TASK DESCRIPTION = Whichever lines include the word "broadcast", copy them as they appear in the data.

☆ ☆ ☆ ☆

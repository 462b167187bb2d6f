//! Realtime log subscriptions over one WebSocket.
//!
//! `SubscriptionManager` is a handle to a single background task that owns
//! the socket and every subscription record. Callers register watches
//! (contract + callback); the task subscribes each watch in every configured
//! notification format, decodes inbound logs against the ABI registry and
//! hands the resulting `DecodedEvent`s to the watch's callback.
//!
//! ## Connection lifecycle
//!
//! ```text
//!   Disconnected ──connect()──► Connecting ──open──► Subscribing ──acks──► Active
//!        ▲                          ▲                      │                 │
//!        │                          │                close/error       close/error
//!        │                          │                      ▼                 ▼
//!        │                          └──── delay ──── ReconnectPending ◄──────┘
//!        │                                                 │
//!        └──────────── attempts exhausted ─────────────────┘
//! ```
//!
//! `disconnect()` returns to `Disconnected` from any state and clears every
//! watch and record; nothing reconnects until `connect()` is called again.
//!
//! ## Delivery
//!
//! At-least-once, best effort. Every watch is subscribed through both the
//! per-log and the mini-block format, so the same log is normally delivered
//! twice. Consumers that care dedupe on `(transactionHash, logIndex)`, see
//! `EventDeduplicator`.

mod actor;
mod protocol;
mod transport;

use std::{
    sync::{
        atomic::{AtomicU64, Ordering},
        Arc,
    },
    time::Duration,
};

use alloy::primitives::Address;
use serde::Deserialize;
use tokio::{
    sync::{broadcast, mpsc, oneshot, watch},
    task::JoinHandle,
};

pub use protocol::{
    batch_logs, parse_inbound, subscribe_request, unsubscribe_request, Inbound,
    SubscriptionFormat,
};
pub use transport::{Connector, TungsteniteConnector, WsConnection, WsError, WsSink, WsStream};

use crate::ext::{AbiRegistry, DecodedEvent, EventDecoder};
use actor::{Command, SubscriptionActor};

// ============================================================================
// Configuration
// ============================================================================

#[derive(Debug, Clone, Deserialize)]
#[serde(default)]
pub struct SubscriptionConfig {
    /// First reconnect delay; doubles with every consecutive failure
    pub base_delay_ms: u64,
    /// Reconnect attempts before giving up
    pub max_reconnect_attempts: u32,
    /// Notification formats requested for every watched contract
    pub formats: Vec<SubscriptionFormat>,
}

impl Default for SubscriptionConfig {
    fn default() -> Self {
        Self {
            base_delay_ms: 1_000,
            max_reconnect_attempts: 5,
            formats: vec![SubscriptionFormat::Logs, SubscriptionFormat::MiniBlocks],
        }
    }
}

impl SubscriptionConfig {
    pub fn with_base_delay(mut self, delay: Duration) -> Self {
        self.base_delay_ms = delay.as_millis() as u64;
        self
    }

    pub fn with_max_reconnect_attempts(mut self, attempts: u32) -> Self {
        self.max_reconnect_attempts = attempts;
        self
    }

    pub fn with_formats(mut self, formats: Vec<SubscriptionFormat>) -> Self {
        self.formats = formats;
        self
    }

    pub fn base_delay(&self) -> Duration {
        Duration::from_millis(self.base_delay_ms)
    }
}

// ============================================================================
// Observable state
// ============================================================================

#[derive(Debug, Clone, Copy, PartialEq, Eq)]
pub enum ConnectionState {
    Disconnected,
    Connecting,
    /// Socket open, some subscribe requests not yet acknowledged.
    Subscribing,
    /// Socket open, every subscribe request acknowledged.
    Active,
    /// Waiting `delay` before reconnect attempt number `attempt`.
    ReconnectPending { attempt: u32, delay: Duration },
}

impl ConnectionState {
    pub fn is_connected(&self) -> bool {
        matches!(self, ConnectionState::Subscribing | ConnectionState::Active)
    }
}

/// Lifecycle notifications.
#[derive(Debug, Clone, PartialEq, Eq)]
pub enum ConnectionEvent {
    Connected,
    Disconnected { reason: String },
    Reconnecting { attempt: u32, delay: Duration },
    /// Automatic reconnection stopped. Call `connect()` to try again.
    ReconnectExhausted { attempts: u32 },
    /// The node refused a request. `contract` is set when the error belonged
    /// to a subscribe request, which is then dropped.
    SubscriptionError {
        contract: Option<Address>,
        code: i64,
        message: String,
    },
}

/// Point-in-time view of the actor's bookkeeping.
#[derive(Debug, Clone, PartialEq, Eq)]
pub struct SubscriptionSnapshot {
    pub state: ConnectionState,
    pub watches: usize,
    pub pending: usize,
    /// `(subscription id, contract)` of every acknowledged subscription
    pub active: Vec<(String, Address)>,
    /// Frames waiting for the socket to open
    pub queued: usize,
    pub reconnect_attempt: u32,
}

/// Identifies one registered watch.
#[derive(Debug, Clone, Copy, PartialEq, Eq, Hash, PartialOrd, Ord)]
pub struct WatchId(pub u64);

pub type EventCallback = Arc<dyn Fn(DecodedEvent) + Send + Sync>;

// ============================================================================
// SubscriptionManager
// ============================================================================

/// Handle to the subscription task. Dropping it stops the task.
pub struct SubscriptionManager {
    commands: mpsc::UnboundedSender<Command>,
    state: watch::Receiver<ConnectionState>,
    events: broadcast::Sender<ConnectionEvent>,
    next_watch: AtomicU64,
    task: JoinHandle<()>,
}

impl std::fmt::Debug for SubscriptionManager {
    fn fmt(&self, f: &mut std::fmt::Formatter<'_>) -> std::fmt::Result {
        f.debug_struct("SubscriptionManager")
            .field("state", &*self.state.borrow())
            .finish_non_exhaustive()
    }
}

impl SubscriptionManager {
    /// Spawn the subscription task. Starts disconnected; call `connect()`.
    /// Must be called within a tokio runtime.
    pub fn new(
        url: impl Into<String>,
        config: SubscriptionConfig,
        registry: Arc<AbiRegistry>,
        connector: Arc<dyn Connector>,
    ) -> Self {
        let (commands, command_rx) = mpsc::unbounded_channel();
        let (state_tx, state) = watch::channel(ConnectionState::Disconnected);
        let (events, _) = broadcast::channel(64);

        let actor = SubscriptionActor::new(
            url.into(),
            config,
            EventDecoder::new(registry),
            connector,
            command_rx,
            state_tx,
            events.clone(),
        );
        let task = tokio::spawn(actor.run());

        Self {
            commands,
            state,
            events,
            next_watch: AtomicU64::new(1),
            task,
        }
    }

    /// Same as `new` with the tungstenite connector.
    pub fn with_tungstenite(
        url: impl Into<String>,
        config: SubscriptionConfig,
        registry: Arc<AbiRegistry>,
    ) -> Self {
        Self::new(url, config, registry, Arc::new(TungsteniteConnector))
    }

    fn send(&self, command: Command) {
        if self.commands.send(command).is_err() {
            tracing::warn!("subscription task is gone, command dropped");
        }
    }

    /// Open the socket. No-op unless disconnected.
    pub fn connect(&self) {
        self.send(Command::Connect);
    }

    /// Deliver every log from `contract` to `callback`.
    ///
    /// Subscribe requests are sent right away when the socket is open and
    /// queued for the next open otherwise.
    pub fn subscribe<F>(&self, contract: Address, callback: F) -> WatchId
    where
        F: Fn(DecodedEvent) + Send + Sync + 'static,
    {
        let id = WatchId(self.next_watch.fetch_add(1, Ordering::Relaxed));
        self.send(Command::Watch {
            id,
            contract,
            callback: Arc::new(callback),
        });
        id
    }

    /// Like `subscribe`, delivering into a channel.
    pub fn subscribe_channel(
        &self,
        contract: Address,
    ) -> (WatchId, mpsc::UnboundedReceiver<DecodedEvent>) {
        let (tx, rx) = mpsc::unbounded_channel();
        let id = self.subscribe(contract, move |event| {
            let _ = tx.send(event);
        });
        (id, rx)
    }

    /// Drop every watch on `contract` and unsubscribe its active records.
    pub fn unsubscribe(&self, contract: Address) {
        self.send(Command::Unwatch { contract });
    }

    /// Close the socket and clear all watches and records. Automatic
    /// reconnection stops.
    pub async fn disconnect(&self) {
        let (done, wait) = oneshot::channel();
        self.send(Command::Disconnect { done });
        let _ = wait.await;
    }

    /// `None` if the task has stopped.
    pub async fn snapshot(&self) -> Option<SubscriptionSnapshot> {
        let (reply, wait) = oneshot::channel();
        self.send(Command::Snapshot { reply });
        wait.await.ok()
    }

    pub fn state(&self) -> ConnectionState {
        *self.state.borrow()
    }

    pub fn is_connected(&self) -> bool {
        self.state().is_connected()
    }

    /// Receiver that observes every state change.
    pub fn state_changes(&self) -> watch::Receiver<ConnectionState> {
        self.state.clone()
    }

    pub fn events(&self) -> broadcast::Receiver<ConnectionEvent> {
        self.events.subscribe()
    }
}

impl Drop for SubscriptionManager {
    fn drop(&mut self) {
        self.task.abort();
    }
}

☆ ☆ ☆ ☆

RESPONSE TO THE EXERCISE =
    sync::{broadcast, mpsc, oneshot, watch},
    events: broadcast::Sender<ConnectionEvent>,
        let (events, _) = broadcast::channel(64);
    pub fn events(&self) -> broadcast::Receiver<ConnectionEvent> {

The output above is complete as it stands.